The only significant member of the MGs who worked in the City of Memphis for the majority of the time was the late Al Jackson Jr. He was a songwriter, producer and highly talented drummer.

Al Jackson started drumming at an early age and first played on stage with his father’s band in 1940, at the age of five.

Al’s creative involvement in the Memphis music establishment involved work at both Stax and Hi Records. Several of the recordings that he played on became major landmarks according to the USA Grammy organisation because of their immense contribution to popular music over last four decades, ranking as all-time classic hits, consistently played on soundtracks and recorded by many artists of different genres.
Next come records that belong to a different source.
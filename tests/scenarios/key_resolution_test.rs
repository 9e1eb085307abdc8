//! Index usability against a dated, sharded target whose primary key and
//! unique indices carry implicit source and as-of columns.

use objmeta::compile::{compile_schema, CompileOptions};
use objmeta::model::raw::{RawAsOfAttribute, RawAttribute, RawIndex, RawObject, RawRelationship, RawSchema, RawSourceAttribute};
use objmeta::model::{Cardinality, SemanticType};
use objmeta::semantic::IndexResolution;
use objmeta::ResolvedModel;

fn pk(name: &str) -> RawAttribute {
    RawAttribute {
        primary_key: true,
        ..RawAttribute::new(name, SemanticType::Int)
    }
}

fn to_one(name: &str, query: &str) -> RawRelationship {
    RawRelationship {
        name: name.into(),
        related: "Product".into(),
        cardinality: Some(Cardinality::ManyToOne),
        query: query.into(),
        ..Default::default()
    }
}

fn product() -> RawObject {
    RawObject {
        name: "Product".into(),
        package: "com.acme.catalog".into(),
        attributes: vec![
            pk("id"),
            RawAttribute::new("code", SemanticType::String),
            RawAttribute::new("sku", SemanticType::String),
        ],
        as_of_attributes: vec![RawAsOfAttribute {
            name: "businessDate".into(),
            from_column: "FROM_Z".into(),
            to_column: "THRU_Z".into(),
            ..Default::default()
        }],
        source_attribute: Some(RawSourceAttribute {
            name: "region".into(),
            ty: SemanticType::String,
        }),
        indices: vec![RawIndex {
            name: "bySku".into(),
            attributes: vec!["sku".into()],
            unique: true,
        }],
        ..Default::default()
    }
}

fn line() -> RawObject {
    RawObject {
        name: "Line".into(),
        package: "com.acme.catalog".into(),
        attributes: vec![
            pk("id"),
            RawAttribute::new("productId", SemanticType::Int),
            RawAttribute::new("code", SemanticType::String),
            RawAttribute::new("sku", SemanticType::String),
        ],
        relationships: vec![
            to_one(
                "product",
                "this.productId = Product.id and Product.businessDate equalsEdgePoint",
            ),
            to_one(
                "superset",
                "this.productId = Product.id and this.code = Product.code and Product.businessDate equalsEdgePoint",
            ),
            to_one("skuProduct", "this.sku = Product.sku and Product.businessDate equalsEdgePoint"),
        ],
        ..Default::default()
    }
}

fn compile() -> ResolvedModel {
    let schema = RawSchema {
        objects: vec![product(), line()],
        ..Default::default()
    };
    match compile_schema(schema, CompileOptions::default()) {
        Ok(model) => model,
        Err(e) => panic!("{e}"),
    }
}

fn resolution(model: &ResolvedModel, relationship: &str) -> IndexResolution {
    let line = model.object("Line").unwrap();
    line.relationship(relationship)
        .unwrap()
        .relationship
        .analysis
        .index_resolution
        .clone()
}

#[test]
fn test_declared_key_resolves_through_primary_key() {
    let model = compile();
    assert_eq!(resolution(&model, "product"), IndexResolution::PrimaryKey);
}

#[test]
fn test_key_plus_extra_attribute_is_a_scan() {
    let model = compile();
    assert_eq!(resolution(&model, "superset"), IndexResolution::Scan);
    assert!(model.warnings().iter().any(|w| w.object == "Line"
        && w.message
            == "Relationship superset in object Line is declared as -to-one, but does not match a unique index in Product"));
}

#[test]
fn test_unique_index_ignores_implicit_columns() {
    let model = compile();
    assert_eq!(resolution(&model, "skuProduct"), IndexResolution::UniqueIndex("bySku".into()));
    assert!(!model
        .warnings()
        .iter()
        .any(|w| w.message.starts_with("Relationship product ") || w.message.starts_with("Relationship skuProduct ")));
}
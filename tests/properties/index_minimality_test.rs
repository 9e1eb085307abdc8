//! The physical index set is prefix-free and still covers every logical
//! index, either directly or through a unique prefix that makes it
//! redundant.

use objmeta::compile::{compile_schema, CompileOptions};
use objmeta::model::raw::{RawAttribute, RawIndex, RawObject, RawSchema};
use objmeta::model::SemanticType;
use objmeta::ResolvedObject;

const ATTRIBUTES: [&str; 4] = ["account", "book", "desk", "trader"];

/// Every ordered selection of 1 to 3 distinct attributes.
fn sequences() -> Vec<Vec<&'static str>> {
    let mut out: Vec<Vec<&'static str>> = ATTRIBUTES.iter().map(|a| vec![*a]).collect();
    for _ in 0..2 {
        let longer: Vec<Vec<&'static str>> = out
            .iter()
            .filter(|s| s.len() == out.iter().map(Vec::len).max().unwrap_or(0))
            .flat_map(|s| {
                ATTRIBUTES
                    .iter()
                    .filter(|a| !s.contains(a))
                    .map(|a| {
                        let mut next = s.clone();
                        next.push(*a);
                        next
                    })
                    .collect::<Vec<_>>()
            })
            .collect();
        out.extend(longer);
    }
    out
}

/// Deterministic index sets drawn from [`sequences`].
fn index_sets() -> Vec<Vec<RawIndex>> {
    let pool = sequences();
    let mut state: u64 = 0x2545_f491_4f6c_dd1d;
    let mut next = move || {
        state ^= state << 13;
        state ^= state >> 7;
        state ^= state << 17;
        state
    };
    (0..200)
        .map(|_| {
            let count = 1 + (next() % 6) as usize;
            (0..count)
                .map(|i| {
                    let attrs = &pool[(next() % pool.len() as u64) as usize];
                    RawIndex {
                        name: format!("idx{}", i),
                        attributes: attrs.iter().map(|a| a.to_string()).collect(),
                        unique: next() % 4 == 0,
                    }
                })
                .collect()
        })
        .collect()
}

fn trade(indices: Vec<RawIndex>) -> RawObject {
    let mut attributes = vec![RawAttribute {
        primary_key: true,
        ..RawAttribute::new("id", SemanticType::Long)
    }];
    attributes.extend(ATTRIBUTES.iter().map(|a| RawAttribute::new(*a, SemanticType::String)));
    RawObject {
        name: "Trade".into(),
        package: "com.acme.trading".into(),
        attributes,
        indices,
        ..Default::default()
    }
}

fn compile(indices: Vec<RawIndex>) -> ResolvedObject {
    let schema = RawSchema {
        objects: vec![trade(indices)],
        ..Default::default()
    };
    let model = compile_schema(schema, CompileOptions::default()).unwrap();
    model.object("Trade").unwrap().clone()
}

fn is_prefix(short: &[String], long: &[String]) -> bool {
    short.len() <= long.len() && long[..short.len()] == *short
}

fn logical_columns(object: &ResolvedObject, attributes: &[String]) -> Vec<String> {
    attributes
        .iter()
        .map(|a| object.attribute(a).unwrap().attribute.column.clone().unwrap())
        .collect()
}

#[test]
fn test_no_physical_index_is_a_prefix_of_another() {
    for indices in index_sets() {
        let object = compile(indices);
        let physical = &object.physical_indices;
        for (i, a) in physical.iter().enumerate() {
            for (j, b) in physical.iter().enumerate() {
                if i != j {
                    assert!(
                        !is_prefix(&a.columns, &b.columns),
                        "{} {:?} is a prefix of {} {:?}",
                        a.name,
                        a.columns,
                        b.name,
                        b.columns
                    );
                }
            }
        }
    }
}

#[test]
fn test_every_logical_index_is_covered() {
    for indices in index_sets() {
        let object = compile(indices);
        for index in object.indices.iter().filter(|i| !i.is_redundant()) {
            let columns = logical_columns(&object, &index.attributes);
            let covered = object.physical_indices.iter().any(|p| {
                is_prefix(&columns, &p.columns) || (p.unique && is_prefix(&p.columns, &columns))
            });
            assert!(
                covered,
                "{} {:?} not covered by {:?}",
                index.name,
                columns,
                object.physical_indices
            );
        }
    }
}

#[test]
fn test_every_unique_constraint_is_kept() {
    for indices in index_sets() {
        let object = compile(indices);
        for index in object.indices.iter().filter(|i| i.unique && !i.is_redundant()) {
            let columns = logical_columns(&object, &index.attributes);
            assert!(
                object
                    .physical_indices
                    .iter()
                    .any(|p| p.unique && is_prefix(&p.columns, &columns)),
                "unique {} {:?} lost from {:?}",
                index.name,
                columns,
                object.physical_indices
            );
        }
    }
}

#[test]
fn test_primary_key_first_and_names_sequential() {
    for indices in index_sets() {
        let object = compile(indices);
        let physical = &object.physical_indices;
        assert_eq!(physical[0].name, "TRADE_pk");
        assert!(physical[0].primary_key);
        for (n, p) in physical.iter().skip(1).enumerate() {
            assert_eq!(p.name, format!("TRADE_idx{}", n));
        }
    }
}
Outside of his involvement with Stax, he played an important role in the success of Al Green’s career by co-writing and playing on many of Green’s gold records. Willie Mitchell (Green’s producer) has highlighted Al Jackson’s contribution, especially on tracks such as “I’m Still In Love With You“, saying: “I made the switch from Grimes Howard to Al Jackson Jr. after the track “Tired Of Being Alone”, because I decided to go for a softer sound. Howard played too hard. He didn’t float like Al. Al was one of greatest you heard, you could explain it to him and he would figure it out. Howard was a bit stronger than I wanted on “Let’s Stay Together”. He would have played really hard and the song wouldn’t have floated.” (from “The Billboard Book of Number One Rhythm & Blues Hits”, Adam White and Fred Bronson).

Jackson himself would explain it this way at the time: “I believe in solid rhythm, whether I’m playing four-four accented or two-four accented. It’s a syncopated rhythm with the bass drum and less emphasis on the left stick…. It’s a different groove from the Motown beat…I dig their sound, but they use the stomp rhythm practically in everything. The records they do are made from the switchboard and ours are natural….They used echo and we don’t. We cut our drums flat. I don’t use any muffling or anything. I just play the way I feel. I play with the butt end of my left stick. I developed that from playing hard at gigs.”

Jackson was given a nickname that highlighted his ability as a drummer: The Human Timekeeper.